Eco reflete, desse modo, acerca da relação da obra artístico-cultural com o horizonte de expectativas e a enciclopédia do público. Assim, a obra deve ser examinada em conexão com a enciclopédia da época em que foi produzida, e também em conexão com a enciclopédia de seu público posterior: "e também nesse caso a comparação textual pode dizer-nos por que uma obra nascida com intenções de consumo pode, num período posterior, transformar-se em estímulo para experiências de leitura mais sofisticada." (ECO, 1989, p. 106). No caso de uma estética moderna, buscar-se-ia uma dialética entre novidade e repetição, entre esquematismo e inovação. Esse jogo com a variação é incentivado pelas obras mais sofisticadas, que incorporam os procedimentos de citação e auto-citação como características intrínsecas. Já no caso de uma estética pós-moderna, compreende-se que algumas obras contemporâneas (sejam da cultura erudita ou da cultura de massa) apontam para novas formas de arte que satisfazem à sensibilidade contemporânea.

Tudo isso leva Eco a indagar, provocadoramente, acerca do desaparecimento do leitor ingênuo: "De fato, não existe o leitor ingênuo de um quadro abstrato ou de uma escultura ‘minimal' (ou se existe quem pergunte ‘o que significa?' este não é leitor nem de primeiro nem de segundo nível, está fora de qualquer leitura)". Resta a questão: é possível esperar o mesmo dos leitores (dos "consumidores culturais") dos produtos culturais industrializados de massa do cinema, da televisão, das indústrias editorial e fonográfica? Devemos, portanto, como observa Eco, "pensar no nascimento de um novo público que, indiferente às histórias contadas, que já conhece, pretende apenas degustar a repetição e as suas mínimas variações?" (ECO, 1989, p. 136) Como situar a crítica cultural contemporânea em relação a esse estado de coisas? Nos termos de Eco, em que medida sua função não poderia ser pensada agora como um trabalho de mediação entre a enciclopédia dos públicos e a enciclopédia requerida pela fruição das obras? Como as novas tecnologias facilitam e/ou dificultam esse processo? Em que medida a crítica e o comentário cultural podem ser repensados nos termos de uma construção coletiva do conhecimento?

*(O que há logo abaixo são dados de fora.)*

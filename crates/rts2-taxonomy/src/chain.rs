//! The lazily-extending chain of maturity buckets.
//!
//! A [`BucketChain`] partitions the timeline forward from a trade's anchor
//! date into contiguous ceiling-bounded windows. The regulatory tables
//! declare a finite ceiling prefix (say `[3 months, 6 months, 1 year,
//! 2 years, 3 years]`); windows reaching beyond the prefix fall into
//! synthesized buckets that repeat the step between the final two declared
//! ceilings, indefinitely. Synthesized buckets are appended to the chain and
//! reused by later lookups.
//!
//! Every candidate bucket's end date is measured from the *same* anchor (the
//! subject's from-date), never chained off the previous bucket's boundary.

use parking_lot::Mutex;
use rts2_core::{BucketCeiling, CoreResult, Date};
use std::fmt;
use std::sync::Arc;

use crate::criterion::CriterionOption;
use crate::error::{TaxonomyError, TaxonomyResult};

/// One maturity bucket: a position in a chain, its floor, and its ceiling.
#[derive(Debug, Clone, PartialEq, Eq)]
pub struct BucketOption {
    number: usize,
    floor: Option<BucketCeiling>,
    ceiling: BucketCeiling,
}

impl BucketOption {
    /// The 1-based position of this bucket in its chain.
    #[must_use]
    pub fn number(&self) -> usize {
        self.number
    }

    /// The ceiling of the preceding bucket, or `None` for the first bucket.
    #[must_use]
    pub fn floor(&self) -> Option<BucketCeiling> {
        self.floor
    }

    /// This bucket's ceiling.
    #[must_use]
    pub fn ceiling(&self) -> BucketCeiling {
        self.ceiling
    }

    /// The bucket's display name, e.g. "Maturity bucket 2: 1 week to 3 months".
    #[must_use]
    pub fn name(&self) -> String {
        let floor = self
            .floor
            .map_or_else(|| "Zero".to_string(), |c| c.label());
        format!(
            "Maturity bucket {}: {} to {}",
            self.number, floor, self.ceiling
        )
    }
}

impl fmt::Display for BucketOption {
    fn fmt(&self, f: &mut fmt::Formatter<'_>) -> fmt::Result {
        write!(f, "{}", self.name())
    }
}

struct ChainState {
    ceilings: Vec<BucketCeiling>,
    options: Vec<Arc<CriterionOption>>,
}

impl ChainState {
    fn push_ceiling(&mut self, ceiling: BucketCeiling) {
        let number = self.options.len() + 1;
        let floor = self.ceilings.last().copied();
        self.ceilings.push(ceiling);
        self.options.push(Arc::new(CriterionOption::Bucket(BucketOption {
            number,
            floor,
            ceiling,
        })));
    }
}

/// An ordered, append-only chain of maturity buckets.
///
/// Construction validates that extrapolation beyond the declared prefix is
/// always well defined; after that, [`resolve`](BucketChain::resolve) is the
/// only way the chain grows, and it only ever appends.
pub struct BucketChain {
    declared: usize,
    state: Mutex<ChainState>,
}

impl BucketChain {
    /// Builds a chain from the declared ceiling prefix.
    ///
    /// # Errors
    ///
    /// - [`TaxonomyError::EmptyBucketChain`] for an empty prefix
    /// - [`TaxonomyError::MisplacedUnboundedCeiling`] if an unbounded ceiling
    ///   is not last
    /// - [`TaxonomyError::UnextendableBucketChain`] if a bounded-tail chain
    ///   has a single ceiling (no step to repeat)
    /// - [`TaxonomyError::Core`] if the final two ceilings of a bounded-tail
    ///   chain mix duration units or do not increase
    pub fn new(ceilings: Vec<BucketCeiling>) -> TaxonomyResult<Self> {
        let (last, head) = match ceilings.split_last() {
            Some(split) => split,
            None => return Err(TaxonomyError::EmptyBucketChain),
        };
        if head.iter().any(BucketCeiling::is_unbounded) {
            return Err(TaxonomyError::MisplacedUnboundedCeiling);
        }
        if !last.is_unbounded() {
            match head.last() {
                None => {
                    return Err(TaxonomyError::UnextendableBucketChain {
                        count: ceilings.len(),
                    })
                }
                // Rejects mixed units and non-positive steps up front, so
                // runtime extrapolation cannot fail on configuration.
                Some(previous) => {
                    last.stepped_from(previous)?;
                }
            }
        }

        let mut state = ChainState {
            ceilings: Vec::with_capacity(ceilings.len()),
            options: Vec::with_capacity(ceilings.len()),
        };
        for ceiling in ceilings {
            state.push_ceiling(ceiling);
        }
        Ok(Self {
            declared: state.ceilings.len(),
            state: Mutex::new(state),
        })
    }

    /// Number of ceilings in the declared prefix.
    #[must_use]
    pub fn declared_len(&self) -> usize {
        self.declared
    }

    /// The declared ceiling prefix.
    #[must_use]
    pub fn declared_ceilings(&self) -> Vec<BucketCeiling> {
        self.state.lock().ceilings[..self.declared].to_vec()
    }

    /// Finds the single bucket containing the window `[from, to]`.
    ///
    /// The caller guarantees `from <= to`; inverted and missing windows are
    /// rejected before the chain is consulted. End dates are always computed
    /// from `from`, so a zero-length window lands in the first bucket whose
    /// end date is on or after the anchor.
    ///
    /// # Errors
    ///
    /// Only date-arithmetic overflow surfaces here; chain-extension defects
    /// are ruled out at construction.
    pub(crate) fn resolve(&self, from: Date, to: Date) -> CoreResult<Arc<CriterionOption>> {
        debug_assert!(from <= to);
        let mut index = 0;
        loop {
            let (ceiling, option) = self.bucket_at(index)?;
            match ceiling.end_date_from(from)? {
                None => return Ok(option),
                Some(end) if to <= end => return Ok(option),
                Some(_) => index += 1,
            }
        }
    }

    /// Returns the bucket at `index`, synthesizing and caching any missing
    /// tail buckets by repeating the chain's final step.
    fn bucket_at(&self, index: usize) -> CoreResult<(BucketCeiling, Arc<CriterionOption>)> {
        let mut state = self.state.lock();
        while state.options.len() <= index {
            let len = state.ceilings.len();
            // A chain whose last ceiling is unbounded never runs past it,
            // and construction guarantees bounded chains have two ceilings.
            let next = state.ceilings[len - 1].stepped_from(&state.ceilings[len - 2])?;
            log::debug!("extending bucket chain with synthesized ceiling {next}");
            state.push_ceiling(next);
        }
        Ok((state.ceilings[index], state.options[index].clone()))
    }

    /// Renders the declared buckets, one per line with the given prefix.
    #[must_use]
    pub fn display(&self, prefix: &str) -> String {
        let state = self.state.lock();
        state.options[..self.declared]
            .iter()
            .map(|option| format!("{prefix}{option}"))
            .collect::<Vec<_>>()
            .join("\n")
    }
}

impl fmt::Debug for BucketChain {
    fn fmt(&self, f: &mut fmt::Formatter<'_>) -> fmt::Result {
        f.debug_struct("BucketChain")
            .field("declared", &self.declared)
            .field("ceilings", &self.state.lock().ceilings)
            .finish()
    }
}
//! Show and episode endpoint bindings.

use crate::client::{check_limit, CatalogClient, Query};
use crate::error::Result;
use crate::model::{Episode, Page, Show, WireEpisode, WirePage, WireShow};

/// Show operations, obtained from [`CatalogClient::shows`].
pub struct ShowsClient<'a> {
    client: &'a CatalogClient,
}

impl<'a> ShowsClient<'a> {
    pub(crate) fn new(client: &'a CatalogClient) -> Self {
        Self { client }
    }

    /// Fetch a show by id.
    pub async fn get(&self, id: &str, market: Option<&str>) -> Result<Show> {
        let mut query = Query::new();
        query.push_opt("market", market);

        let wire: WireShow = self.client.get_json(&format!("/shows/{id}"), &query).await?;
        Ok(Show::from(wire))
    }

    /// One page of a show's episodes.
    pub async fn episodes(
        &self,
        id: &str,
        market: Option<&str>,
        limit: Option<u32>,
        offset: Option<u32>,
    ) -> Result<Page<Episode>> {
        check_limit(limit)?;

        let mut query = Query::new();
        query.push_opt("market", market);
        query.push_opt("limit", limit);
        query.push_opt("offset", offset);

        let wire: WirePage<WireEpisode> = self
            .client
            .get_json(&format!("/shows/{id}/episodes"), &query)
            .await?;
        Ok(wire.map_into())
    }

    /// Fetch a single episode by id.
    pub async fn episode(&self, id: &str, market: Option<&str>) -> Result<Episode> {
        let mut query = Query::new();
        query.push_opt("market", market);

        let wire: WireEpisode = self
            .client
            .get_json(&format!("/episodes/{id}"), &query)
            .await?;
        Ok(Episode::from(wire))
    }
}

3 Novas tecnologias e mediações: repensando o consumo e a crítica cultural

Se tomarmos os exemplos do cinema e das histórias em quadrinhos, observaremos que, historicamente, a dinâmica de associação de aficcionados em torno dessas manifestações culturais é bem antiga, quase contemporânea ao surgimento de ambas. Associações de fãs e colecionadores se constituíram rapidamente, gerando espaços de discussão e troca (como clubes, cinematecas, gibitecas), produzindo e disseminando informação acerca do cinema e dos quadrinhos, por meio de produtos específicos (revistas, jornais, fanzines). Constituiu-se, assim, um circuito de circulação de informações e juízos de valor paralelo (muitas vezes em oposição) ao circuito da crítica (jornalística ou universitária).

Um aspecto importante a ser analisado na abordagem desses espaços é seu papel mediador entre o consumo cultural público e o privado. Nunca se assistiu a tantos filmes como hoje em dia; entretanto, essa fruição é principalmente doméstica, através da televisão e do vídeo. Trata-se da manifestação, nesse campo, de uma tendência mundial de decréscimo das participações em instalações públicas (cinemas, teatros, salões de concerto, auditórios) em contrapartida a uma oferta de cultura à domicílio (rádio, televisão, vídeo). Isso provoca uma grande modificação na concepção das atividades culturais, como, por exemplo, no que se entendia classicamente por "cinema": "O cinema ampliou sua ação comunicacional graças à televisão e ao vídeo. Mas esta expansão transformou o processo produtivo e a maneira de se assistir aos filmes." (CANCLINI, 1995, p. 178). O que a leitura de Canclini sugere é que temos hoje um campo cultural que integra cinema, televisão, música, vídeo, quadrinhos e internet (envolvendo revistas, fãs-clubes, livrarias especializadas, sites, blogs e comunidades virtuais), que dialoga com uma parcela específica do público que, como ele sugere, podemos qualificar de espectadores multimídia, parcela esta que estabelece formas diferenciadas e novos espaços para se relacionar com a produção cultural __ incluindo-se aí o "espaço virtual".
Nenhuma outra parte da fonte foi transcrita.